_EXERCISE DETAILS_: Word for word, set down every line of the entries below from the line with "namespace prefix included." to the line with "pub type LabelValues = Vec<String>;", including both, and no other line.

_DATA PROVIDED_:
mod cli;

use std::process::ExitCode;

use anyhow::{Context, Result};
use clap::Parser;
use tracing::info;

use cli::{Cli, Commands};
use pagecast::config::ClientConfig;
use pagecast::view::{render_banner, render_pages, render_submit};
use pagecast::FormController;

#[tokio::main]
async fn main() -> Result<ExitCode> {
    tracing_subscriber::fmt()
        .with_env_filter(
            tracing_subscriber::EnvFilter::try_from_default_env()
                .unwrap_or_else(|_| tracing_subscriber::EnvFilter::new("info")),
        )
        .with_writer(std::io::stderr)
        .init();

    let cli = Cli::parse();
    let mut config = ClientConfig::load(cli.config.as_deref())?;
    if let Some(url) = cli.base_url {
        config.base_url = url;
        config.base()?;
    }
    info!(base_url = %config.base_url, "using backend");

    let ctrl = pagecast::connect(&config)?;
    // A failed fetch is reported through the banner
    let _ = ctrl.initialize().await;

    match cli.command {
        Commands::Pages => {
            print!("{}", render_pages(&ctrl));
            Ok(finish(&ctrl))
        }
        Commands::Post { video_url, pages, caption, overlay_text, logo, schedule } => {
            if let Some(banner) = render_banner(&ctrl) {
                println!("{banner}");
                return Ok(ExitCode::FAILURE);
            }
            for id in &pages {
                ctrl.toggle_selection(id, true)?;
            }
            ctrl.set_video_url(video_url);
            ctrl.set_caption(caption);
            ctrl.set_overlay_text(overlay_text);
            if let Some(path) = logo {
                ctrl.set_logo_path(&path).await?;
            }
            if let Some(when) = schedule {
                ctrl.set_schedule_time_str(&when).context("--schedule")?;
            }
            print!("{}", render_pages(&ctrl));
            println!("{}", render_submit(&ctrl));
            // The outcome is carried by the status banner
            let _ = ctrl.submit().await;
            Ok(finish(&ctrl))
        }
    }
}

fn finish(ctrl: &FormController) -> ExitCode {
    match render_banner(ctrl) {
        Some(banner) => {
            println!("{banner}");
            if matches!(ctrl.status(), pagecast::status::SubmissionStatus::Failed(_)) {
                ExitCode::FAILURE
            } else {
                ExitCode::SUCCESS
            }
        }
        None => ExitCode::SUCCESS,
    }
}
//! Metric instrument registry.
//!
//! The instrument set is fixed at construction; only the per-label value
//! mappings change between scrapes. A scrape stages its values in a
//! [`ScrapeUpdate`] and the registry swaps the staged series maps in under a
//! single write lock, so a concurrent reader sees either the whole previous
//! scrape or the whole new one. Each swap replaces an instrument's series
//! wholesale: executors that disappeared upstream lose their series instead
//! of lingering at stale values.

use std::collections::BTreeMap;
use std::io::Write;

use parking_lot::RwLock;
use tracing::warn;

/// Metric instrument type.
#[derive(Debug, Clone, Copy, PartialEq, Eq)]
pub enum MetricKind {
    Gauge,
    Counter,
}

impl MetricKind {
    /// The TYPE comment string for the Prometheus exposition format.
    pub fn as_str(&self) -> &'static str {
        match self {
            MetricKind::Gauge => "gauge",
            MetricKind::Counter => "counter",
        }
    }
}

/// Static description of one metric instrument.
///
/// The label-key schema is fixed here; series within the instrument differ
/// only in label values.
#[derive(Debug, Clone, PartialEq)]
pub struct MetricDesc {
    /// Full metric name, namespace prefix included.
    pub name: String,
    /// HELP text.
    pub help: String,
    /// Gauge or counter.
    pub kind: MetricKind,
    /// Label keys, in exposition order.
    pub labels: &'static [&'static str],
}

/// Label values for one series, ordered to match the instrument's label keys.
pub type LabelValues = Vec<String>;

type SeriesMap = BTreeMap<LabelValues, f64>;

/// Staged series values for one scrape cycle.
///
/// Built in isolation while no lock is held, then handed to
/// [`MetricRegistry::apply`] in one piece. Every instrument named here has
/// its live series map replaced by the staged one; instruments not named are
/// left untouched (that is what freeze-on-error relies on).
#[derive(Debug, Default)]
pub struct ScrapeUpdate {
    series: BTreeMap<String, SeriesMap>,
}

impl ScrapeUpdate {
    /// Stage an empty series map for `name`, clearing the instrument on apply.
    pub fn reset(&mut self, name: &str) {
        self.series.entry(name.to_string()).or_default();
    }

    /// Stage `value` for the series identified by `labels`.
    pub fn set(&mut self, name: &str, labels: LabelValues, value: f64) {
        self.series
            .entry(name.to_string())
            .or_default()
            .insert(labels, value);
    }

    /// Add `delta` to the staged value for the series identified by `labels`,
    /// starting from zero if the series has not been staged yet.
    pub fn inc(&mut self, name: &str, labels: LabelValues, delta: f64) {
        *self
            .series
            .entry(name.to_string())
            .or_default()
            .entry(labels)
            .or_insert(0.0) += delta;
    }
}

/// Thread-safe registry of metric instruments.
pub struct MetricRegistry {
    descs: BTreeMap<String, MetricDesc>,
    series: RwLock<BTreeMap<String, SeriesMap>>,
}

impl MetricRegistry {
    /// Create a registry holding the given instruments, all without series.
    pub fn new(descs: Vec<MetricDesc>) -> Self {
        let descs: BTreeMap<String, MetricDesc> =
            descs.into_iter().map(|d| (d.name.clone(), d)).collect();
        let series: BTreeMap<String, SeriesMap> = descs
            .keys()
            .map(|name| (name.clone(), SeriesMap::new()))
            .collect();

        Self {
            descs,
            series: RwLock::new(series),
        }
    }

    /// Start a full-replacement update: every registered instrument is staged
    /// with an empty series map, so instruments the scrape does not touch end
    /// up cleared rather than stale.
    pub fn begin_scrape(&self) -> ScrapeUpdate {
        let mut update = ScrapeUpdate::default();
        for name in self.descs.keys() {
            update.reset(name);
        }
        update
    }

    /// Swap the staged series maps into the registry.
    ///
    /// One write-lock critical section covers every instrument in the update,
    /// which is what keeps a concurrent [`snapshot`](Self::snapshot) from
    /// observing half of one scrape and half of another.
    pub fn apply(&self, update: ScrapeUpdate) {
        let mut live = self.series.write();

        for (name, staged) in update.series {
            let Some(desc) = self.descs.get(&name) else {
                warn!("Dropping values for unregistered instrument '{}'", name);
                continue;
            };

            let arity = desc.labels.len();
            if staged.keys().any(|labels| labels.len() != arity) {
                warn!(
                    "Dropping values for '{}': label arity does not match schema {:?}",
                    name, desc.labels
                );
                continue;
            }

            live.insert(name, staged);
        }
    }

    /// Take an immutable, consistent view of all instruments' current values.
    pub fn snapshot(&self) -> Snapshot {
        let live = self.series.read();

        let families = self
            .descs
            .values()
            .map(|desc| SnapshotFamily {
                desc: desc.clone(),
                series: live.get(&desc.name).cloned().unwrap_or_default(),
            })
            .collect();

        Snapshot { families }
    }
}

/// One instrument and its series inside a [`Snapshot`].
#[derive(Debug, Clone, PartialEq)]
struct SnapshotFamily {
    desc: MetricDesc,
    series: SeriesMap,
}

/// Immutable view of all instruments' values at a point in time.
///
/// Families are ordered by metric name and series by label values, so
/// [`render`](Self::render) output is deterministic and two snapshots of the
/// same state compare equal.
#[derive(Debug, Clone, PartialEq)]
pub struct Snapshot {
    families: Vec<SnapshotFamily>,
}

impl Snapshot {
    /// Look up the value of one series.
    pub fn value(&self, name: &str, labels: &[&str]) -> Option<f64> {
        let labels: LabelValues = labels.iter().map(|l| l.to_string()).collect();
        self.families
            .iter()
            .find(|f| f.desc.name == name)
            .and_then(|f| f.series.get(&labels))
            .copied()
    }

    /// Number of series currently held by one instrument.
    pub fn series_count(&self, name: &str) -> usize {
        self.families
            .iter()
            .find(|f| f.desc.name == name)
            .map(|f| f.series.len())
            .unwrap_or(0)
    }

    /// Render in the Prometheus text exposition format.
    pub fn render(&self) -> String {
        let mut output = Vec::with_capacity(self.families.len() * 100);

        for family in &self.families {
            if family.series.is_empty() {
                continue;
            }

            writeln!(output, "# HELP {} {}", family.desc.name, family.desc.help).ok();
            writeln!(output, "# TYPE {} {}", family.desc.name, family.desc.kind.as_str()).ok();

            for (labels, value) in &family.series {
                writeln!(
                    output,
                    "{}{} {}",
                    family.desc.name,
                    format_labels(family.desc.labels, labels),
                    format_value(*value)
                )
                .ok();
            }
        }

        String::from_utf8(output).unwrap_or_default()
    }
}

/// Format a label set for the exposition format, empty string for none.
fn format_labels(keys: &[&str], values: &[String]) -> String {
    if keys.is_empty() {
        return String::new();
    }

    let parts: Vec<String> = keys
        .iter()
        .zip(values)
        .map(|(k, v)| format!("{}=\"{}\"", k, escape_label_value(v)))
        .collect();

    format!("{{{}}}", parts.join(","))
}

/// Escape special characters in label values.
fn escape_label_value(value: &str) -> String {
    let mut result = String::with_capacity(value.len());
    for c in value.chars() {
        match c {
            '\\' => result.push_str("\\\\"),
            '"' => result.push_str("\\\""),
            '\n' => result.push_str("\\n"),
            _ => result.push(c),
        }
    }
    result
}

/// Format a floating point value for Prometheus.
fn format_value(value: f64) -> String {
    if value.is_nan() {
        "NaN".to_string()
    } else if value.is_infinite() {
        if value.is_sign_positive() {
            "+Inf".to_string()
        } else {
            "-Inf".to_string()
        }
    } else if value.fract() == 0.0 {
        format!("{:.0}", value)
    } else {
        format!("{}", value)
    }
}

_YOUR RESPONSE_:
    /// Full metric name, namespace prefix included.
    pub name: String,
    /// HELP text.
    pub help: String,
    /// Gauge or counter.
    pub kind: MetricKind,
    /// Label keys, in exposition order.
    pub labels: &'static [&'static str],
}

/// Label values for one series, ordered to match the instrument's label keys.
pub type LabelValues = Vec<String>;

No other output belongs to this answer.